Tony gets lost. Again.


The Lost Dimension, Book 1 was pretty gosh-darned epic, bringing in Doctor after Doctor, keeping their stories pretty tight and giving them all the mood of their particular era. It managed to give each of the New Who Doctors an epic challenge of their own, threw in some lovely cameos from Classic Doctors, and one fairly major one from a non-Doctor, and established a pulse-pounding threat that really brought home the joy of the comic-book medium – free from TV budgets and the inconveniences of human mortality, it can tell the stories that might never be dared in other media.

Book 2…

Well…Book 2 doesn’t quite do that. Or rather, it doesn’t do just that. In fact, Book 2 fills in some of the answers behind a couple of plot-threads in the first book, and expands the explanation to more Doctor action, and a long cameo sub-story from another non-Doctor.

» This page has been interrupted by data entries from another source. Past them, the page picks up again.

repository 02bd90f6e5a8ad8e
use anyhow::{anyhow, Context, Result};
use rusqlite::Connection;
use std::collections::HashMap;
use std::path::Path;

use crate::db::migrations::run_migrations;
use crate::db::repository::MetaRepo;

pub const PROGRESS_KEY: &str = "progress";
pub const DARK_MODE_KEY: &str = "dark_mode";

/// Durable home for named text blobs.
pub trait Storage {
    fn read(&self, key: &str) -> Result<Option<String>>;
    fn write(&mut self, key: &str, value: &str) -> Result<()>;

    /// False when writes only live as long as the process.
    fn is_durable(&self) -> bool {
        true
    }
}

// ─── SQLite ──────────────────────────────────────────────────────────────────

pub struct SqliteStorage {
    conn: Connection,
}

impl SqliteStorage {
    pub fn open(path: &Path) -> Result<Self> {
        let conn = Connection::open(path)
            .with_context(|| format!("Opening database at {:?}", path))?;
        conn.execute_batch("PRAGMA journal_mode=WAL;")?;
        run_migrations(&conn)?;
        Ok(Self { conn })
    }
}

impl Storage for SqliteStorage {
    fn read(&self, key: &str) -> Result<Option<String>> {
        MetaRepo::get(&self.conn, key)
    }

    fn write(&mut self, key: &str, value: &str) -> Result<()> {
        MetaRepo::set(&self.conn, key, value)
    }
}

// ─── In-memory ───────────────────────────────────────────────────────────────

/// Process-lifetime storage, used when the database cannot be opened.
#[derive(Debug, Default)]
pub struct MemoryStorage {
    blobs: HashMap<String, String>,
    reject_writes: bool,
}

impl MemoryStorage {
    pub fn new() -> Self {
        Self::default()
    }

    #[cfg(test)]
    pub fn with_blob(mut self, key: &str, value: &str) -> Self {
        self.blobs.insert(key.to_string(), value.to_string());
        self
    }

    #[cfg(test)]
    /// Make every write fail, as a full or read-only disk would.
    pub fn rejecting_writes(mut self) -> Self {
        self.reject_writes = true;
        self
    }
}

impl Storage for MemoryStorage {
    fn read(&self, key: &str) -> Result<Option<String>> {
        Ok(self.blobs.get(key).cloned())
    }

    fn write(&mut self, key: &str, value: &str) -> Result<()> {
        if self.reject_writes {
            return Err(anyhow!("storage quota exceeded writing '{}'", key));
        }
        self.blobs.insert(key.to_string(), value.to_string());
        Ok(())
    }

    fn is_durable(&self) -> bool {
        false
    }
}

Going spoiler-free here will hamper your enjoyment and understanding – we kick off Book 2 with the Fourth Doctor and the Second Romana, running into a pure nostalgiafest as three of the lower value villains from eras past pop in and kick a bit of galactic ass. There’s a certain joy in seeing them all, and especially in seeing them all together, for reasons that make good in-story sense, but it’s fair to say that we’d reasoned out the Fourth Doctor’s cameo in Book 1 as just terribly ‘him,’ and so to have it explored in detail here feels like a pure nostalgiafest for – dare we say it? – the sake of padding. Good padding. Fun padding. But…erm…padding, all the same.

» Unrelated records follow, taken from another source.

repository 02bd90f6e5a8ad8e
pub mod args;
pub mod handlers;
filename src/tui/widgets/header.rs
use chrono::NaiveDate;
use ratatui::{
    layout::{Alignment, Rect},
    style::Modifier,
    text::{Line, Span},
    widgets::{Block, BorderType, Borders, Paragraph},
    Frame,
};

use crate::tui::theme::Palette;

pub fn render(frame: &mut Frame, area: Rect, palette: &Palette, today: NaiveDate, durable: bool) {
    let title_line = Line::from(vec![
        Span::styled("  slidetrack  ", palette.accent().add_modifier(Modifier::BOLD)),
        Span::styled("study progress", palette.dim()),
    ]);

    let storage = if durable {
        Span::styled("saved locally", palette.green())
    } else {
        Span::styled("not saving: storage unavailable", palette.red())
    };
    let date_line = Line::from(vec![
        Span::styled(today.format("%A, %b %d, %Y").to_string(), palette.dim()),
        Span::styled("  ·  ", palette.dim()),
        storage,
    ]);

    let block = Block::default()
        .borders(Borders::ALL)
        .border_type(BorderType::Rounded)
        .border_style(palette.accent().add_modifier(Modifier::BOLD))
        .style(palette.base());

    let paragraph = Paragraph::new(vec![title_line, date_line])
        .block(block)
        .alignment(Alignment::Center);

    frame.render_widget(paragraph, area);
}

Similarly, the non-Doctor cameo here by a Person Of New Who Importance makes sense of something from Book 1 that we were certainly waiting to have unravelled for us, but having this particular character unravel it, out of the blue, takes us by surprise and makes for another strand of what feels less like necessary diversion than it does like padding. Again, good padding. Fun padding. And very true to character padding. Nevertheless, while their story-strand goes on here, there’s a sense of tra-la-la diversion from the real stories, the Doctor-centric stories established in Book 1, which gave us most of the dashing about and drama in that Book.

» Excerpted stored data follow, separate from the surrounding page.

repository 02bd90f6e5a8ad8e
use anyhow::Result;
use chrono::NaiveDate;
use crossterm::event::{KeyCode, KeyEvent};
use log::{debug, info};
use ratatui::{
    layout::{Constraint, Direction, Layout, Rect},
    style::Modifier,
    text::{Line, Span},
    widgets::{Block, BorderType, Borders, Clear, Paragraph},
    Frame,
};

use crate::config::AppConfig;
use crate::models::CourseCard;
use crate::series::{build_chart, ChartData, SeriesError};
use crate::store::{parse_units, ProgressStore, StoreError};
use crate::tui::events::{Event, EventHandler};
use crate::tui::theme::Palette;
use crate::tui::widgets::{cards, chart, header, statusbar};

#[derive(Debug, Clone, PartialEq)]
pub enum View {
    Dashboard,
    Help,
}

#[derive(Debug, Clone, PartialEq)]
pub enum InputMode {
    Normal,
    LogSlides,
}

pub struct App {
    pub store: ProgressStore,
    pub view: View,
    pub focus_idx: usize,
    pub should_quit: bool,
    pub input_mode: InputMode,
    pub input_buffer: String,
    pub input_error: Option<String>, // shown in the log popup on bad input
    pub flash: Option<String>,
    pub dark_mode: bool,
    tick_rate_ms: u64,

    // Derived from the store, rebuilt after every change
    pub today: NaiveDate,
    pub cards: Vec<CourseCard>,
    pub chart: Result<ChartData, SeriesError>,
}

impl App {
    pub fn new(store: ProgressStore, config: &AppConfig) -> Self {
        let today = store.today();
        let dark_mode = store.dark_mode();
        let mut app = App {
            store,
            view: View::Dashboard,
            focus_idx: 0,
            should_quit: false,
            input_mode: InputMode::Normal,
            input_buffer: String::new(),
            input_error: None,
            flash: None,
            dark_mode,
            tick_rate_ms: config.display.tick_rate_ms,
            today,
            cards: Vec::new(),
            chart: Err(SeriesError::NoData),
        };
        app.store.roll_forward(today);
        app.refresh();
        app
    }

    pub fn palette(&self) -> Palette {
        Palette::for_mode(self.dark_mode)
    }

    fn refresh(&mut self) {
        self.cards = self.store.cards(self.today);
        self.chart = build_chart(self.store.progress(), self.today);
        if self.focus_idx >= self.cards.len() {
            self.focus_idx = self.cards.len().saturating_sub(1);
        }
    }

    /// Roll every course into the new day once the date changes under us.
    pub fn tick(&mut self) {
        let today = self.store.today();
        if today != self.today {
            info!("Day changed to {}", today);
            self.today = today;
            self.store.roll_forward(today);
            self.refresh();
        }
    }

    pub fn handle_key(&mut self, key: KeyEvent) {
        match self.input_mode {
            InputMode::LogSlides => self.handle_log_input(key),
            InputMode::Normal => match self.view {
                View::Dashboard => self.handle_dashboard_key(key),
                View::Help => self.handle_help_key(key),
            },
        }
    }

    fn handle_dashboard_key(&mut self, key: KeyEvent) {
        self.flash = None;
        match key.code {
            KeyCode::Esc => {
                self.should_quit = true;
            }
            KeyCode::Char('?') => {
                self.view = View::Help;
            }
            KeyCode::Char('t') => {
                self.dark_mode = !self.dark_mode;
                self.store.set_dark_mode(self.dark_mode);
            }
            KeyCode::Char('l') | KeyCode::Enter => {
                if !self.cards.is_empty() {
                    self.input_mode = InputMode::LogSlides;
                    self.input_buffer.clear();
                    self.input_error = None;
                }
            }
            KeyCode::Up => {
                self.focus_idx = self.focus_idx.saturating_sub(1);
            }
            KeyCode::Down => {
                if self.focus_idx + 1 < self.cards.len() {
                    self.focus_idx += 1;
                }
            }
            _ => {}
        }
    }

    fn handle_help_key(&mut self, key: KeyEvent) {
        if matches!(key.code, KeyCode::Esc | KeyCode::Char('?')) {
            self.view = View::Dashboard;
        }
    }

    fn handle_log_input(&mut self, key: KeyEvent) {
        match key.code {
            KeyCode::Esc => {
                self.input_mode = InputMode::Normal;
                self.input_buffer.clear();
                self.input_error = None;
            }
            KeyCode::Enter => self.submit_log(),
            KeyCode::Backspace => {
                self.input_buffer.pop();
                self.input_error = None;
            }
            KeyCode::Char(c) if c.is_ascii_digit() => {
                self.input_buffer.push(c);
                self.input_error = None;
            }
            _ => {}
        }
    }

    fn submit_log(&mut self) {
        let Some(name) = self.cards.get(self.focus_idx).map(|c| c.name.clone()) else {
            self.input_mode = InputMode::Normal;
            return;
        };
        if self.input_buffer.trim().is_empty() {
            self.input_error = Some("Enter a number of slides first".to_string());
            return;
        }
        let result = parse_units(&self.input_buffer)
            .and_then(|slides| self.store.record_progress(&name, i64::from(slides)).map(|n| (slides, n)));
        match result {
            Ok((asked, credited)) => {
                self.flash = Some(if credited < asked {
                    format!("✓ {} is complete — logged {} of {} slides", name, credited, asked)
                } else {
                    format!("✓ Logged {} slides for {}", credited, name)
                });
                self.input_mode = InputMode::Normal;
                self.input_buffer.clear();
                self.input_error = None;
                self.refresh();
            }
            Err(StoreError::InvalidUnits(raw)) => {
                self.input_error = Some(format!("'{}' is not a valid number", raw));
            }
            Err(e) => {
                self.input_error = Some(e.to_string());
            }
        }
    }

    pub fn draw(&self, frame: &mut Frame) {
        self.draw_dashboard(frame);
        if self.view == View::Help {
            self.draw_help_overlay(frame);
        }
        if self.input_mode == InputMode::LogSlides {
            self.draw_log_input(frame);
        }
    }

    fn draw_dashboard(&self, frame: &mut Frame) {
        let area = frame.area();
        let palette = self.palette();

        frame.render_widget(Block::default().style(palette.base()), area);

        let outer_chunks = Layout::default()
            .direction(Direction::Vertical)
            .constraints([
                Constraint::Length(4), // header
                Constraint::Min(0),    // body
                Constraint::Length(1), // status bar
            ])
            .split(area);

        header::render(frame, outer_chunks[0], &palette, self.today, self.store.is_durable());
        statusbar::render(frame, outer_chunks[2], &palette, self.flash.as_deref());

        let columns = Layout::default()
            .direction(Direction::Horizontal)
            .constraints([Constraint::Percentage(42), Constraint::Percentage(58)])
            .split(outer_chunks[1]);

        cards::render(frame, columns[0], &palette, &self.cards, self.focus_idx);
        chart::render(frame, columns[1], &palette, &self.chart);
    }

    fn draw_help_overlay(&self, frame: &mut Frame) {
        let area = frame.area();
        let palette = self.palette();

        let popup_area = Rect {
            x: area.width / 4,
            y: area.height / 4,
            width: area.width / 2,
            height: (area.height / 2).max(10),
        }
        .intersection(area);

        frame.render_widget(Clear, popup_area);

        let bindings = [
            ("  [↑ ↓]        ", "Select course"),
            ("  [l] / Enter  ", "Log slides for the selected course"),
            ("  [t]          ", "Toggle dark / light theme"),
            ("  [?]          ", "Toggle help"),
            ("  [Esc]        ", "Quit"),
        ];
        let mut help_text = vec![
            Line::from(Span::styled(
                "  Keybindings",
                palette.accent().add_modifier(Modifier::BOLD),
            )),
            Line::from(""),
        ];
        for (key, action) in bindings {
            help_text.push(Line::from(vec![
                Span::styled(key, palette.accent()),
                Span::styled(action, palette.dim()),
            ]));
        }

        let block = Block::default()
            .title(Span::styled(" Help ", palette.accent()))
            .borders(Borders::ALL)
            .border_type(BorderType::Rounded)
            .border_style(palette.accent())
            .style(palette.surface());

        frame.render_widget(Paragraph::new(help_text).block(block), popup_area);
    }

    fn draw_log_input(&self, frame: &mut Frame) {
        let area = frame.area();
        let palette = self.palette();
        let height = if self.input_error.is_some() { 7 } else { 5 };

        let popup_area = Rect {
            x: area.width / 4,
            y: (area.height / 2).saturating_sub(3),
            width: area.width / 2,
            height,
        }
        .intersection(area);

        frame.render_widget(Clear, popup_area);

        let course = self
            .cards
            .get(self.focus_idx)
            .map(|c| c.name.as_str())
            .unwrap_or("");

        let mut text = vec![
            Line::from(""),
            Line::from(vec![
                Span::styled("  Slides completed today: ", palette.dim()),
                Span::styled(self.input_buffer.as_str(), palette.bold()),
                Span::styled("█", palette.amber()), // block cursor
            ]),
            Line::from(""),
            Line::from(Span::styled(
                "  Type a number, then [Enter]  ·  [Esc] cancel",
                palette.dim(),
            )),
        ];

        if let Some(err) = &self.input_error {
            text.push(Line::from(""));
            text.push(Line::from(Span::styled(format!("  ✗ {}", err), palette.red())));
        }

        let border_style = if self.input_error.is_some() {
            palette.red()
        } else {
            palette.amber()
        };

        let block = Block::default()
            .title(Span::styled(format!(" Log Slides · {} ", course), palette.accent()))
            .borders(Borders::ALL)
            .border_type(BorderType::Rounded)
            .border_style(border_style)
            .style(palette.surface());

        frame.render_widget(Paragraph::new(text).block(block), popup_area);
    }
}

When we get back to those stories – boom! It’s like a public announcement – ‘We now return you to your regularly scheduled universal peril.’ Once that kicks off, there are more surprises, and the return of a comic-book companion that brightens up the page, as well as the kind of brain-twisting imagery regular readers will have come to expect of the Eleventh Doctor comic-books. There’s a meet-up between two seeming opposite Doctors by temperament, which works out really rather better than you’d imagine it would, and shows up the genius of the show, in that they’re less than five years apart and yet are completely different essences of the same character. And in terms of bringing the story to a satisfactory conclusion, there’s a story-thread which doffs its various hats to The Day of the Doctor, while sitting alongside it as a logical bookend in a way that’s rather wonderful, and compassionate, and hankie-worthy. And that’s the overall vibe with which you’re left after the universe has given us this bumper bag of sweeties, turned inside out and upside down and back to front and sideways – you’re left feeling wonderful, and like you’ve been on a sugary ride into the heart of budget-breaking, impossible-in-any-other-medium Doctor Who. If there’s one nit to pick, it’s that the character-art in the Fourth Doctor section feels almost idealised, as though Tom Baker and Lalla Ward have been ‘youthed’ into versions from contemporary comic strips, and the Fourth Doctor certainly looks more sharply cheekboned and textbook-heroic than he did on screen by the time he was travelling with the Second Romana. But to let that sour your experience of this comic-book would be to note that the sea is exactly the wrong shade of blue for your liking. When writers like George Mann, Cavan Scott, Emma Beeby and Gordon Rennie merge their imaginations and mindscapes, what you end up with is a grand canvas on which the many worlds and personalities of Doctor Who are painted with something akin to genius. And when they in turn have those incredible Whoscapes rendered into vivid life by artists like Ivan Rodriquez, Wellington Diaz, Rachael Stott and Mariano Laclaustra, you get Who like Letts, and Hinchcliffe, and Holmes, and Dicks would have made at the height of their powers if you’d given them the wizardry, the budget, and the best technicians in the game of 2018’s Hollywood.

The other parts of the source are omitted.